Perhaps the most important of a string of initiatives presented at the conference was the announcement that COBIS was about to start working with with the QAA to externally quality assure the global COBIS Patron’s Accreditation and Compliance scheme (PAcc). Now in its fifth year of operation, the COBIS approach to accreditation has seen more than 200 schools in 67 countries engage in the process. COBIS itself will now be subject to the scrutiny of an independent body. This is absolutely as it should be. According to COBIS, the QAA will review all elements of their accreditation scheme including all protocol documentation, policies, sample accreditation reports and the ratification process to recommend COBIS school membership status. The QAA will also observe accreditation visits and accreditation training in action leading to the COBIS Lead Improvement Partner and Peer Accreditor qualifications.

COBIS Chief Executive, Colin Bell, it seems, is not content to rest on the laurels of positive but rather anecdotal feedback about this relatively new accreditation system, which by all accounts has come through the pandemic rather well:

‘The QAA has a reputation as a leading provider of educational quality assurance. It has a broad international reach and extensive partnership network with Ministries of Education and regulators worldwide. COBIS has a reputation for setting and expecting high standards. These principles absolutely should apply to our own accreditation scheme.’
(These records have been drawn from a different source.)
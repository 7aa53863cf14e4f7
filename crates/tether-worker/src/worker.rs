use std::collections::HashMap;
use std::sync::{Arc, Mutex};

use async_trait::async_trait;
use serde_json::Value;
use tether_cache::{CacheKey, CacheStats, ResultCache};
use tether_dispatch::{Dispatcher, RequestMode};
use tether_protocol::methods::{INVOKE, RELEASE_PIN, SET_PRIMARY_SOLUTION, SYNCHRONIZE_SOLUTION};
use tether_protocol::{
    decode_params, encode_params, InvokeParams, ReleasePinParams, RemoteError, SetPrimaryParams,
    SetPrimaryResult, SynchronizeParams, SynchronizeResult,
};
use tether_rpc::{RequestHandler, RpcConnection};
use tether_store::ContentStore;
use tether_sync::{AssetSource, PinGuard, PinTable, SyncEngine};
use tether_types::{CancellationSignal, Checksum, PinId, SnapshotVersion};
use tokio::io::{AsyncRead, AsyncWrite};
use tracing::{debug, info, warn};

use crate::config::WorkerConfig;
use crate::error::{WorkerError, WorkerResult};
use crate::service::{LanguageService, MethodDescriptor};
use crate::source::RpcAssetSource;

struct WorkerInner {
    engine: SyncEngine,
    dispatcher: Dispatcher,
    cache: ResultCache<Value>,
    service: Arc<dyn LanguageService>,
    methods: HashMap<String, MethodDescriptor>,
    /// Snapshot made primary by `set-primary-solution`.
    primary: Mutex<Option<PinGuard>>,
}

/// Serves one host connection.
///
/// Every request runs through the dispatcher: `synchronize-solution` and
/// read-only service methods run together, `set-primary-solution` and
/// mutating service methods run alone.
#[derive(Clone)]
pub struct WorkerService {
    inner: Arc<WorkerInner>,
}

impl WorkerService {
    pub fn new(
        store: Arc<dyn ContentStore>,
        source: Arc<dyn AssetSource>,
        service: Arc<dyn LanguageService>,
        cache_capacity: usize,
    ) -> Self {
        let pins = PinTable::new(Arc::clone(&store));
        let methods = service
            .methods()
            .into_iter()
            .map(|d| (d.name.clone(), d))
            .collect();
        Self {
            inner: Arc::new(WorkerInner {
                engine: SyncEngine::new(store, source, pins),
                dispatcher: Dispatcher::new(),
                cache: ResultCache::new(cache_capacity),
                service,
                methods,
                primary: Mutex::new(None),
            }),
        }
    }

    pub fn pins(&self) -> &Arc<PinTable> {
        self.inner.engine.pins()
    }

    pub fn dispatcher(&self) -> &Dispatcher {
        &self.inner.dispatcher
    }

    pub fn cache_stats(&self) -> CacheStats {
        self.inner.cache.stats()
    }

    /// Checksum of the primary snapshot, if one is set.
    pub fn primary(&self) -> Option<Checksum> {
        self.inner
            .primary
            .lock()
            .expect("lock poisoned")
            .as_ref()
            .map(PinGuard::checksum)
    }

    /// Resolve and pin a snapshot, leasing the pin to the caller.
    ///
    /// The lease is taken only once the request has completed, so a
    /// request canceled at any point leaves no pin behind.
    pub async fn synchronize(
        &self,
        params: SynchronizeParams,
        cancel: &CancellationSignal,
    ) -> WorkerResult<SynchronizeResult> {
        let inner = Arc::clone(&self.inner);
        let checksum = params.checksum;
        let (guard, report) = self
            .inner
            .dispatcher
            .submit(RequestMode::ReadOnly, cancel, move |cancel| async move {
                let resolved = inner
                    .engine
                    .synchronize(params.checksum, params.version, &cancel)
                    .await?;
                Ok::<_, WorkerError>(resolved)
            })
            .await?;
        if cancel.is_cancelled() {
            return Err(WorkerError::Canceled);
        }
        let pin = self.inner.engine.pins().lease(guard);
        Ok(SynchronizeResult {
            pin,
            checksum,
            fetched: report.fetched,
            whole_snapshot_hit: report.whole_snapshot_hit,
        })
    }

    /// Run a language-service method against a snapshot.
    pub async fn invoke(
        &self,
        params: InvokeParams,
        cancel: &CancellationSignal,
    ) -> WorkerResult<Value> {
        let descriptor = self
            .inner
            .methods
            .get(&params.method)
            .cloned()
            .ok_or_else(|| WorkerError::MethodNotFound(params.method.clone()))?;
        let inner = Arc::clone(&self.inner);
        let value = self
            .inner
            .dispatcher
            .submit(descriptor.mode, cancel, move |cancel| async move {
                inner.run_invoke(&descriptor, params, cancel).await
            })
            .await?;
        Ok(value)
    }

    /// Make a snapshot the primary one. Runs exclusively.
    pub async fn set_primary(
        &self,
        params: SetPrimaryParams,
        cancel: &CancellationSignal,
    ) -> WorkerResult<SetPrimaryResult> {
        let inner = Arc::clone(&self.inner);
        let result = self
            .inner
            .dispatcher
            .submit(RequestMode::Mutating, cancel, move |cancel| async move {
                let (guard, _) = inner
                    .engine
                    .synchronize(params.checksum, params.version, &cancel)
                    .await?;
                let old = inner
                    .primary
                    .lock()
                    .expect("lock poisoned")
                    .replace(guard);
                let previous = old.as_ref().map(PinGuard::checksum);
                drop(old);
                info!(checksum = %params.checksum, ?previous, "primary solution set");
                Ok::<_, WorkerError>(SetPrimaryResult { previous })
            })
            .await?;
        Ok(result)
    }

    /// Drop one lease taken by `synchronize`.
    pub fn release_pin(&self, pin: PinId) -> bool {
        let released = self.inner.engine.pins().release_lease(pin);
        if !released {
            debug!(%pin, "release of unknown pin");
        }
        released
    }

    /// Reject queued and future requests and drop every pin held on the
    /// host's behalf.
    pub fn shutdown(&self) {
        self.inner.dispatcher.shutdown();
        let leases = self.inner.engine.pins().clear_leases();
        let primary = self.inner.primary.lock().expect("lock poisoned").take();
        drop(primary);
        info!(leases, "worker shut down");
    }

    async fn route(
        &self,
        method: &str,
        params: Value,
        cancel: &CancellationSignal,
    ) -> WorkerResult<Value> {
        match method {
            SYNCHRONIZE_SOLUTION => {
                let result = self.synchronize(decode_params(params)?, cancel).await?;
                Ok(encode_params(&result)?)
            }
            INVOKE => self.invoke(decode_params(params)?, cancel).await,
            SET_PRIMARY_SOLUTION => {
                let result = self.set_primary(decode_params(params)?, cancel).await?;
                Ok(encode_params(&result)?)
            }
            other => Err(WorkerError::MethodNotFound(other.to_string())),
        }
    }
}

impl WorkerInner {
    async fn run_invoke(
        &self,
        descriptor: &MethodDescriptor,
        params: InvokeParams,
        cancel: CancellationSignal,
    ) -> WorkerResult<Value> {
        let key = descriptor
            .cacheable
            .then(|| CacheKey::for_request(&params.method, &params.params, params.checksum));
        if let Some(hit) = key.as_ref().and_then(|k| self.cache.get(k)) {
            debug!(method = %params.method, checksum = %params.checksum, "result cache hit");
            return Ok(hit);
        }

        let guard = self
            .resolve(params.checksum, params.version, params.pin, &cancel)
            .await?;
        let snapshot = Arc::clone(guard.snapshot());
        let value = self
            .service
            .execute(&params.method, snapshot, params.params, cancel)
            .await?;
        drop(guard);

        if let Some(key) = key {
            self.cache.put(key, value.clone());
        }
        Ok(value)
    }

    /// Pin the snapshot for one call, reusing a leased pin when it still
    /// names the same checksum.
    async fn resolve(
        &self,
        checksum: Checksum,
        version: SnapshotVersion,
        pin: Option<PinId>,
        cancel: &CancellationSignal,
    ) -> WorkerResult<PinGuard> {
        if let Some(id) = pin {
            match self.engine.pins().acquire_by_id(id) {
                Some(guard) if guard.checksum() == checksum => return Ok(guard),
                _ => debug!(pin = %id, "stale pin, resolving by checksum"),
            }
        }
        let (guard, _) = self.engine.synchronize(checksum, version, cancel).await?;
        Ok(guard)
    }
}

#[async_trait]
impl RequestHandler for WorkerService {
    async fn handle_request(
        &self,
        method: &str,
        params: Value,
        cancel: CancellationSignal,
    ) -> Result<Value, RemoteError> {
        self.route(method, params, &cancel).await.map_err(|e| {
            debug!(method, error = %e, "request failed");
            e.into_remote()
        })
    }

    async fn handle_notification(&self, method: &str, params: Value) {
        match method {
            RELEASE_PIN => match decode_params::<ReleasePinParams>(params) {
                Ok(p) => {
                    self.release_pin(p.pin);
                }
                Err(e) => warn!(error = %e, "bad release-pin notification"),
            },
            other => debug!(method = other, "ignoring notification"),
        }
    }
}

impl std::fmt::Debug for WorkerService {
    fn fmt(&self, f: &mut std::fmt::Formatter<'_>) -> std::fmt::Result {
        f.debug_struct("WorkerService")
            .field("pins", self.pins())
            .field("dispatcher", &self.inner.dispatcher.state())
            .field("cache", &self.inner.cache)
            .finish()
    }
}

/// Serve a host connection until it closes.
pub async fn serve<R, W>(
    reader: R,
    writer: W,
    config: &WorkerConfig,
    service: Arc<dyn LanguageService>,
) -> WorkerResult<()>
where
    R: AsyncRead + Unpin + Send + 'static,
    W: AsyncWrite + Unpin + Send + 'static,
{
    let store: Arc<dyn ContentStore> = config.open_store()?;
    let mut worker = None;
    let connection = RpcConnection::spawn("worker", reader, writer, |client| {
        let source = Arc::new(RpcAssetSource::new(client));
        let service = WorkerService::new(store, source, service, config.cache_capacity);
        worker = Some(service.clone());
        service
    });
    info!("worker serving");

    connection.client().closed().await;
    if let Some(worker) = worker {
        worker.shutdown();
    }
    connection.shutdown().await;
    info!("worker connection closed");
    Ok(())
}

/// Serve a host connection over stdin and stdout.
pub async fn serve_stdio(config: &WorkerConfig, service: Arc<dyn LanguageService>) -> WorkerResult<()> {
    serve(tokio::io::stdin(), tokio::io::stdout(), config, service).await
}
Other accreditation bodies should take note. One watching closely will no doubt be the New England Association of Schools and Colleges (NEASC), who have just entered into collaborative partnership with COBIS, opening up a new pathway to COBIS membership.

The future of conferences

So, did the event demonstrate that hybrid conferences are the way to go? Without a doubt. Even at a distance it was impossible not to feel the emotional impact of Anna Azarova from the British International School Ukraine as she spoke of the impact war in her country, or of Matthew Savage telling the story of his trans son. ‘Being there’ to hear these things in person is great. Having a live audience was also obviously good for the speakers, but listening at a distance was very good indeed. There was still a sense of involvement and of being ‘part of something’.

This format certainly has legs, if only because, as we go to into the difficult and inflationary future that faces us, it might just not be possible to attend in person every year.

 

Andy Homden is the CEO of Consilium education and Editor of International Teacher Magazine, which was a media partner at the 2022 COBIS conference. He attended the conference online.